DESCRIPTION OF THE TASK:
Once you find the line containing "filename src/renderer/mod.rs" in the data below, copy it and each following line exactly, up to and including the line containing "pub fn set_path(&mut", and nothing else.

SUPPLIED MATERIAL:
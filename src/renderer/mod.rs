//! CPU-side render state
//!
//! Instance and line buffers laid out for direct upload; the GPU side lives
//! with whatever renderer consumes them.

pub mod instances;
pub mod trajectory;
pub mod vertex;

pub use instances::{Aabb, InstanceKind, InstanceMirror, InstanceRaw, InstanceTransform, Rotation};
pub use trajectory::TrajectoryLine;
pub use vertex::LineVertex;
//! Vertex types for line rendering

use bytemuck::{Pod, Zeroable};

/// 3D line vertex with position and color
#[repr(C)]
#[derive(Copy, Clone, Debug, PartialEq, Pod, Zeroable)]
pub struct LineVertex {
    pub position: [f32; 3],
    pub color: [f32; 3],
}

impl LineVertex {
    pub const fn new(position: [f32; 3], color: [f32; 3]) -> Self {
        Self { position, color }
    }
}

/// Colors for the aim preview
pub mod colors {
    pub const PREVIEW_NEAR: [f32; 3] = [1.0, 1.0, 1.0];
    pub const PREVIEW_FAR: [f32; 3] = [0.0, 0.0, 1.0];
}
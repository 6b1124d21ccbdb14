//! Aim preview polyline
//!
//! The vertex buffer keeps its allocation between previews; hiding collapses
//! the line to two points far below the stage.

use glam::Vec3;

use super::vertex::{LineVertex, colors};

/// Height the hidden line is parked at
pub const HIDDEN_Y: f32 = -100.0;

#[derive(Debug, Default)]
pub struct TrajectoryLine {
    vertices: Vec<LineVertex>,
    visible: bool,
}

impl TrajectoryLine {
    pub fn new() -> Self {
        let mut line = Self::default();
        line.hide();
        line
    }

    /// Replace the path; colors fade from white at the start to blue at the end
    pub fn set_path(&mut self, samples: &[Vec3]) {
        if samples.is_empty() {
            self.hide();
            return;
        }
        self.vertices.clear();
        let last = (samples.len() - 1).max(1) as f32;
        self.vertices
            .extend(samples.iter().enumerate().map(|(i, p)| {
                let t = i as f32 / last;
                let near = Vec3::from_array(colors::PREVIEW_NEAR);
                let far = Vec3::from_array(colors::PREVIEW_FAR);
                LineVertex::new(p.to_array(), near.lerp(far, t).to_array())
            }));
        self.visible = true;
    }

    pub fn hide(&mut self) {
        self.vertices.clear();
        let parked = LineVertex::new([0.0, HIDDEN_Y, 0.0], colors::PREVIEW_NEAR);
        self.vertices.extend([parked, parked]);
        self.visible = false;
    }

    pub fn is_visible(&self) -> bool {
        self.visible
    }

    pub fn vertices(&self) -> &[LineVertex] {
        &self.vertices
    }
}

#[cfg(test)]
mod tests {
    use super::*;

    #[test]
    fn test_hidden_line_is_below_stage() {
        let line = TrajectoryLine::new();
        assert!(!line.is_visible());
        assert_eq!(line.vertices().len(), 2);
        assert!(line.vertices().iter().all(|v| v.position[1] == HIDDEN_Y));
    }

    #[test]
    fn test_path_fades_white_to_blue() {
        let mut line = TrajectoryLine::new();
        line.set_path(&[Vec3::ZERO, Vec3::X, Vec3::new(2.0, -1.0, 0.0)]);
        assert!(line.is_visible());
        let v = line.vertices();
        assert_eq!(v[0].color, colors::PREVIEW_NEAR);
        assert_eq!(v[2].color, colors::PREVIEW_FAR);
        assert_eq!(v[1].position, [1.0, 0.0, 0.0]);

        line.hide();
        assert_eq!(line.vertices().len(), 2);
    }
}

--

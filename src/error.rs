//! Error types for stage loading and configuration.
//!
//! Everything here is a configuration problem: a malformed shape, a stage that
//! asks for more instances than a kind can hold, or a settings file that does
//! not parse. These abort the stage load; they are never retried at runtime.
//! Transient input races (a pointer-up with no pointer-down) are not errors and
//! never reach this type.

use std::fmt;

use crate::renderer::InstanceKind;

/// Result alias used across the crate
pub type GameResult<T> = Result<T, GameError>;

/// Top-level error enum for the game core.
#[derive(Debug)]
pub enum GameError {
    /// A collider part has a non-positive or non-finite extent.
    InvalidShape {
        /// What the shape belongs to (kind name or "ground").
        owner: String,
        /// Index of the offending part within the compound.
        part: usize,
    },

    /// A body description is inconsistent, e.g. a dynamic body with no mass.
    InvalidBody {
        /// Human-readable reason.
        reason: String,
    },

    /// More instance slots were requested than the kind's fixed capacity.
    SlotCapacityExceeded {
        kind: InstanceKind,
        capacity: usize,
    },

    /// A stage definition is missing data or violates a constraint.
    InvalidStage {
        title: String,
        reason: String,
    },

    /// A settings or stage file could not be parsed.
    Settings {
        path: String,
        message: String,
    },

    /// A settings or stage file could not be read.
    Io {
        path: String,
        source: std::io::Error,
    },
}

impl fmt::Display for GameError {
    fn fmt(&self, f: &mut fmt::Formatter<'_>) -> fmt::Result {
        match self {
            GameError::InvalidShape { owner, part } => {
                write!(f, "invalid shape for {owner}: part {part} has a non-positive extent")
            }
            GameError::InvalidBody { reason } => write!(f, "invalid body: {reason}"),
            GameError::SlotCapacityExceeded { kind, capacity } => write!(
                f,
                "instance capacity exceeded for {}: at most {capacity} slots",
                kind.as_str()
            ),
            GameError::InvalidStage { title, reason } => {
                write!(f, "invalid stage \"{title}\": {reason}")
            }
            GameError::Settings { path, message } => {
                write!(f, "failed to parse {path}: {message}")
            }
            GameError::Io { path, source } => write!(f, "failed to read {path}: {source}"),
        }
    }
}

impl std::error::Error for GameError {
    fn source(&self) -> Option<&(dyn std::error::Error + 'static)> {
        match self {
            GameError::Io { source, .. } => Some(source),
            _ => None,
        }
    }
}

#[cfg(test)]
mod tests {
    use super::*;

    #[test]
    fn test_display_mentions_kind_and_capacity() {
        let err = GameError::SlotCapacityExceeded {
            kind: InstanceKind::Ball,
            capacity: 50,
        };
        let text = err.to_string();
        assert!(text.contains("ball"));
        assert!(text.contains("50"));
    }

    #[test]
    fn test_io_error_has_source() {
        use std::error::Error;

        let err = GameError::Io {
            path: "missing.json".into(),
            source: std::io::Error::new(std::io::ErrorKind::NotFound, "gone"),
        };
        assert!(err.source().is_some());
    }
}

--

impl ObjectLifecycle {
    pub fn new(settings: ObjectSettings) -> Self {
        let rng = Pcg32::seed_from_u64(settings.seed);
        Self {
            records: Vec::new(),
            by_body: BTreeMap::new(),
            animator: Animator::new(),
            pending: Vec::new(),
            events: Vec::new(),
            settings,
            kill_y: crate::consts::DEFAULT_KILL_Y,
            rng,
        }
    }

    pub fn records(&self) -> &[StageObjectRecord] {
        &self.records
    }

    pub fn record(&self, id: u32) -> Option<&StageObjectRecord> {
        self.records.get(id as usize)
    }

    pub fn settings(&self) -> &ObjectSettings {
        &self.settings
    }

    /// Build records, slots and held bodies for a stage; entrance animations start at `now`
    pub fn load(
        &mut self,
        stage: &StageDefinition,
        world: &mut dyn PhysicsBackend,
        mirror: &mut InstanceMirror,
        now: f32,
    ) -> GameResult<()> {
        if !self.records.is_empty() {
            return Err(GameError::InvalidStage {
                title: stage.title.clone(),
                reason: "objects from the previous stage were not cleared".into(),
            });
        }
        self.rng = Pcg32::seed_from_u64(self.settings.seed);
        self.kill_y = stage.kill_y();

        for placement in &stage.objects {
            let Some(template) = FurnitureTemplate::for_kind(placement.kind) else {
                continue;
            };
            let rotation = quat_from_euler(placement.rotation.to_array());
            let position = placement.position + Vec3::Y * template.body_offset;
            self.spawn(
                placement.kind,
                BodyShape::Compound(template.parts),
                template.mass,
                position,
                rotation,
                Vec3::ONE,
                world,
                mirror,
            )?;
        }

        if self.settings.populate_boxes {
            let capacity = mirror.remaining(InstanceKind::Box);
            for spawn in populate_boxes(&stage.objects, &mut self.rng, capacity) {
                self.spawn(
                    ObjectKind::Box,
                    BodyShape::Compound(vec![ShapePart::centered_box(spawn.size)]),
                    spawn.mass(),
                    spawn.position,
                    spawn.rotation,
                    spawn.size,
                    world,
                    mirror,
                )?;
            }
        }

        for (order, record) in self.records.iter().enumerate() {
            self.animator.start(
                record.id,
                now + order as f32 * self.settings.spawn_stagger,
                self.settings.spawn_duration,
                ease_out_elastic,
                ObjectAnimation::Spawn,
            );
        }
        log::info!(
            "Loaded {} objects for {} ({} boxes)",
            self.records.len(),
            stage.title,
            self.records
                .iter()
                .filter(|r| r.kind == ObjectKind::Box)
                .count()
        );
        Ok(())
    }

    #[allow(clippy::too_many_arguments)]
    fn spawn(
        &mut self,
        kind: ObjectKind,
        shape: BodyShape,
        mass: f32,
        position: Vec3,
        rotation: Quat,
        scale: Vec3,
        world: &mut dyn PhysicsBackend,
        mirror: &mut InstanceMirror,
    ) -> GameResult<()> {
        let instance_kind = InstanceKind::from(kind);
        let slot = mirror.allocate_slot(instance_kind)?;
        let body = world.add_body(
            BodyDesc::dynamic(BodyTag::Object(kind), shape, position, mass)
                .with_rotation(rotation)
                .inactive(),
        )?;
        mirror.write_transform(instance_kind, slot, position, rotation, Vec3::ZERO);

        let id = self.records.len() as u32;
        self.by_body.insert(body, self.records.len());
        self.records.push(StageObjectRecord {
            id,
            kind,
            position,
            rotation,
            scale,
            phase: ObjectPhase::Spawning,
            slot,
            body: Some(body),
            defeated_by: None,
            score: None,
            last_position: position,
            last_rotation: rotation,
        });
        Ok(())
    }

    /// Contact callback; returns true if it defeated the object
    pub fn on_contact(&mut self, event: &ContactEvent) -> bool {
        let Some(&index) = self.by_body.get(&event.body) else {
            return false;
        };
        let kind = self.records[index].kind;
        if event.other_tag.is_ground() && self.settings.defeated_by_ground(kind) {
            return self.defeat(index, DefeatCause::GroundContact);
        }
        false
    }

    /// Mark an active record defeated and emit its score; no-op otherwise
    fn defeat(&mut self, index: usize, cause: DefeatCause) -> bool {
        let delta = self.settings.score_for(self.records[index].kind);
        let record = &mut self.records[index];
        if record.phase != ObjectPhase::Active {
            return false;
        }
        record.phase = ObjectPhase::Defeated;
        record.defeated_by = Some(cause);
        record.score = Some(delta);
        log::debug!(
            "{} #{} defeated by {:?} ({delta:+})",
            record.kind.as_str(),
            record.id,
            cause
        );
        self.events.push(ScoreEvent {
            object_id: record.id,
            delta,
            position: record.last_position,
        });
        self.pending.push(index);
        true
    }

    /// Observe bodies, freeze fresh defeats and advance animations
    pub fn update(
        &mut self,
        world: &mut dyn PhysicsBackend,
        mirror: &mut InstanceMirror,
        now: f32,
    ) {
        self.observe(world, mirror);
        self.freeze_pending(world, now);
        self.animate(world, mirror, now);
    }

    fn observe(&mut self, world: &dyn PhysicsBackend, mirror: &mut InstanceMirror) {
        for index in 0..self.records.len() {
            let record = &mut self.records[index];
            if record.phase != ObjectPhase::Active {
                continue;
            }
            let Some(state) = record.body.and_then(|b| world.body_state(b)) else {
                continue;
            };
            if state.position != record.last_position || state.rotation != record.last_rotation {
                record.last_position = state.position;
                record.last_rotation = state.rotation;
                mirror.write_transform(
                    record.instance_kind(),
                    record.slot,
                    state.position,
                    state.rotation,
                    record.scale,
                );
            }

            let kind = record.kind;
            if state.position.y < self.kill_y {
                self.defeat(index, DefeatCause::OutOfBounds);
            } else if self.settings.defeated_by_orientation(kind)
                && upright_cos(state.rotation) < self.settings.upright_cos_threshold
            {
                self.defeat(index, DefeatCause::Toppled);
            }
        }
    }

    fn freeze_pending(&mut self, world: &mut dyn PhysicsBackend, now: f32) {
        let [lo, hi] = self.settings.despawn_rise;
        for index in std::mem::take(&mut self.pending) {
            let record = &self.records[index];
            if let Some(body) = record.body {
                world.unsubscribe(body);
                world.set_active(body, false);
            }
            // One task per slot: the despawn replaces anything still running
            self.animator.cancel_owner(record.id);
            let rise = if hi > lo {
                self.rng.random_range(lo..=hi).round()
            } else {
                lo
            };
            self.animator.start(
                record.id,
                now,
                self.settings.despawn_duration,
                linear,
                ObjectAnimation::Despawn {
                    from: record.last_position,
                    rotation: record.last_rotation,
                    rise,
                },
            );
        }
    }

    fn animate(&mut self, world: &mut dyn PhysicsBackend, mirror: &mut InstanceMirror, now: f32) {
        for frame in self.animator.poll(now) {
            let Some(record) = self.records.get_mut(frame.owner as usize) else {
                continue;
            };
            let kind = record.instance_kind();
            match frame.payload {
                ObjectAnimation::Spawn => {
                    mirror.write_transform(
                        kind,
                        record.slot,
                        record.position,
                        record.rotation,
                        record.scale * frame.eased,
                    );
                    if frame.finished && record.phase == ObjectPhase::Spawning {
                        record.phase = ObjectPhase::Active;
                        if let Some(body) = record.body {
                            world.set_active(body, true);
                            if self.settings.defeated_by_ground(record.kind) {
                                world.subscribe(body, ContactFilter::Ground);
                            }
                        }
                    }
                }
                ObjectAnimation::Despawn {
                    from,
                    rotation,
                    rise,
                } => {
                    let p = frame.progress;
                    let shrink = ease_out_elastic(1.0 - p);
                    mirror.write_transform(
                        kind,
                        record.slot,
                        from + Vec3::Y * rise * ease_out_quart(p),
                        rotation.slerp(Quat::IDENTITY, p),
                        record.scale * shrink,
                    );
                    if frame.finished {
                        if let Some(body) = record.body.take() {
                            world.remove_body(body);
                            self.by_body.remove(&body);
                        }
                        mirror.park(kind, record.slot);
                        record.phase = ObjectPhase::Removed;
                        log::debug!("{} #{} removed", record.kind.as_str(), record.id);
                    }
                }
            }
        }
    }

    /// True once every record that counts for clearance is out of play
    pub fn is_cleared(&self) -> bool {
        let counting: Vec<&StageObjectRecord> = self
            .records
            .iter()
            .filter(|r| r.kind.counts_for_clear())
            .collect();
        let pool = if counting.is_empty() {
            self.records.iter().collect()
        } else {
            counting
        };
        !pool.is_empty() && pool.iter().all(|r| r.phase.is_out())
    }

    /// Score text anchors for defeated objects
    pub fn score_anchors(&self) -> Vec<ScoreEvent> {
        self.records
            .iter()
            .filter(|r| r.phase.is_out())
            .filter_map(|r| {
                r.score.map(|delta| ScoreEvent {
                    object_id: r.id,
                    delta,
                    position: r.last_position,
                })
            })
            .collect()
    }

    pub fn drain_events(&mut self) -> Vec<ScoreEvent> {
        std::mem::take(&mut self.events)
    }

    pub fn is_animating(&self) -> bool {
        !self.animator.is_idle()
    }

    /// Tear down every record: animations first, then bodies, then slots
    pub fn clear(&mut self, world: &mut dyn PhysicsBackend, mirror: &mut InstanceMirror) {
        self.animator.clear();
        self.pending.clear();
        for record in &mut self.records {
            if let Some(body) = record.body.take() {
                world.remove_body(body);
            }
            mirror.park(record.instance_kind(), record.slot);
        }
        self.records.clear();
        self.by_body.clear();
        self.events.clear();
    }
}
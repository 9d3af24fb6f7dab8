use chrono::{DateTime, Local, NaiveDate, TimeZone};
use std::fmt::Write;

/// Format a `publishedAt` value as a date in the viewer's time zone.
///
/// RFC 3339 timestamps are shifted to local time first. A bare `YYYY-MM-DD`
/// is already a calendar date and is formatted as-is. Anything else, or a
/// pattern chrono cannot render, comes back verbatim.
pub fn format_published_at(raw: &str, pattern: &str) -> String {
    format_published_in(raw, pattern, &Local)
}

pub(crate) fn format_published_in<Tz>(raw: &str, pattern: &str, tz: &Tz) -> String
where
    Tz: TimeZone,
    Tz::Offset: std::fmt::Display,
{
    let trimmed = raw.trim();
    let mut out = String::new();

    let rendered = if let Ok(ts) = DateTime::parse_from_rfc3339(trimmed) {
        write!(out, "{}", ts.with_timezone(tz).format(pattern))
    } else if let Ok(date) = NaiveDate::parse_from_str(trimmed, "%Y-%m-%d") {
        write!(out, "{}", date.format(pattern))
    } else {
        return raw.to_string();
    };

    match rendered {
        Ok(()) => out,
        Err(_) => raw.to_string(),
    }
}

SOLUTION TO THE EXERCISE:
filename src/renderer/mod.rs
//! CPU-side render state
//!
//! Instance and line buffers laid out for direct upload; the GPU side lives
//! with whatever renderer consumes them.

pub mod instances;
pub mod trajectory;
pub mod vertex;

pub use instances::{Aabb, InstanceKind, InstanceMirror, InstanceRaw, InstanceTransform, Rotation};
pub use trajectory::TrajectoryLine;
pub use vertex::LineVertex;
//! Vertex types for line rendering

use bytemuck::{Pod, Zeroable};

/// 3D line vertex with position and color
#[repr(C)]
#[derive(Copy, Clone, Debug, PartialEq, Pod, Zeroable)]
pub struct LineVertex {
    pub position: [f32; 3],
    pub color: [f32; 3],
}

impl LineVertex {
    pub const fn new(position: [f32; 3], color: [f32; 3]) -> Self {
        Self { position, color }
    }
}

/// Colors for the aim preview
pub mod colors {
    pub const PREVIEW_NEAR: [f32; 3] = [1.0, 1.0, 1.0];
    pub const PREVIEW_FAR: [f32; 3] = [0.0, 0.0, 1.0];
}
repository 6b1124d21ccbdb14
//! Aim preview polyline
//!
//! The vertex buffer keeps its allocation between previews; hiding collapses
//! the line to two points far below the stage.

use glam::Vec3;

use super::vertex::{LineVertex, colors};

/// Height the hidden line is parked at
pub const HIDDEN_Y: f32 = -100.0;

#[derive(Debug, Default)]
pub struct TrajectoryLine {
    vertices: Vec<LineVertex>,
    visible: bool,
}

impl TrajectoryLine {
    pub fn new() -> Self {
        let mut line = Self::default();
        line.hide();
        line
    }

    /// Replace the path; colors fade from white at the start to blue at the end
    pub fn set_path(&mut self, samples: &[Vec3]) {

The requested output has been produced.